Abstract

Summary

The R package BioPred offers a suite of tools for subgroup and biomarker analysis in precision medicine. Leveraging Extreme Gradient Boosting (XGBoost) along with propensity score weighting and A-learning methods, BioPred facilitates the optimization of individualized treatment rules to streamline subgroup identification. BioPred also enables the identification of predictive biomarkers and obtaining their importance rankings. Moreover, the package provides graphical plots tailored for biomarker analysis. This tool enables clinical researchers seeking to enhance their understanding of biomarkers and patient population in drug development.

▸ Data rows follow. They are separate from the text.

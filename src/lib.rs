/*!
`lgraphs` is a library of classical graph algorithms for **l**abelled graphs: nodes carry
arbitrary identifiers and edges carry arbitrary attribute bags. The library never owns the
graph. It consumes any storage implementing the read-only [`GraphView`](ops::GraphView)
contract and returns results in terms of the caller's identifiers.

# Representation

Internally, every algorithm first builds a dense snapshot of the graph (see [`repr`]):
nodes are numbered `0..n` in the order in which [`GraphView::nodes`](ops::GraphView::nodes)
reports them, and adjacency is stored in compressed (CSR) buffers. We represent these
**nodes** as `u32`; for **edges**, we use a simple tuple-struct `Edge(Node, Node)`.
Snapshots are rebuilt on every call, so no result ever depends on an outdated view.

### Directed vs Undirected

Both **directed** and **undirected** graphs are supported. Some algorithms only make sense
for one of them (strongly connected components and topological sort need a directed
graph, Prim's algorithm an undirected one) and reject the other with
[`AlgoError::InvalidArgument`](error::AlgoError::InvalidArgument). Degree-based
neighborhoods (k-cores, link prediction) use the undirected view of directed graphs.

# Design

All algorithms are provided as configurable structs that one can alter to their needs
using either the *Builder* / *Setter* pattern before calling the configured algorithm on a
provided graph. Alternatively, the most commonly used functionality is implemented via
the [`GraphAlgorithms`](algo::GraphAlgorithms) trait on every graph, making it usable
without configuring the algorithm beforehand.

A missing path or a disconnected graph is not an error: such outcomes are reported as
`Ok(None)`. Genuine failures (negative weights for Dijkstra, negative cycles, cycles in a
topological sort, invalid configuration) are reported as [`AlgoError`](error::AlgoError).

# Usage

There are *3* core submodules you probably want to interact with:
- [`ops`] defines the [`GraphView`](ops::GraphView) contract your graph has to implement,
- [`algo`] includes the algorithms: traversals, Dijkstra, A*, Bellman-Ford, Prim,
  degree centrality, PageRank, Tarjan's SCC, topological sort, k-core decomposition
  and link prediction,
- [`utils`] includes the result containers such as [`NodeScores`](utils::NodeScores).

Lower level, index-based access to the algorithms is possible through the iterators in
[`algo`] (e.g. [`StronglyConnectedComponents`](algo::StronglyConnectedComponents)) in
combination with the snapshots of [`repr`].

In most use-cases, `use lgraphs::prelude::*;` suffices for your needs.

# Logging

The crate emits [`tracing`] events (`debug` for outcomes, `trace` for per-iteration
progress, `warn` for inconsistent views) but never installs a subscriber.
*/

pub mod algo;
pub mod edge;
pub mod error;
pub mod node;
pub mod ops;
pub mod repr;
#[cfg(test)]
pub(crate) mod testing;
pub mod utils;

pub use edge::*;
pub use node::*;

/// `lgraphs::prelude` includes the graph contract, the error type and all algorithms.
pub mod prelude {
    pub use super::{
        algo::*,
        error::{AlgoError, Result},
        ops::*,
        utils::NodeScores,
    };
}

Availability and implementation

The package is available at CRAN and https://github.com/deeplearner0731/BioPred.

1 Introduction

Biomarkers are important tools for precision medicine in clinical trials development. Prognostic biomarkers provide an insights into patient disease outcomes, while predictive biomarkers predict treatment effects (Sechidis et al. 2018). Utilizing prognostic and predictive biomarkers, many subgroup identification methods are developed to explore patient populations heterogeneities in terms of disease progression and treatment response. For example, high PD-L1 IHC expression in patients with advanced non-small cell lung cancer is associated with improved efficacy of pembrolizumab (Garon et al. 2015), and BRCA1/2 mutations are instrumental in identifying patients likely to respond to PARP inhibitors (Ledermann et al. 2012). Numerous packages dedicated to subgroup analyses and predictive biomarker identification in clinical trials are available within the R statistical software environment. Notable examples include the MMMS (Li et al. 2014), GUIDE (Loh et al. 2015), ROWSi (Xu et al. 2015), subgroup (Schou and Marschner 2015), quint (Dusseldorp et al. 2016), SubgrpID (Huang et al. 2017), sparsereg (Ratkovic and Tingley 2017), TSDT (Battioui et al. 2018), FindIt (Egami et al. 2018), model4you (Seibold et al. 2019), SIDES (Riviere 2021), credsubs (Schnell et al. 2020), rlearner (Nie and Wager 2021), and CAPITAL (Cai et al. 2022).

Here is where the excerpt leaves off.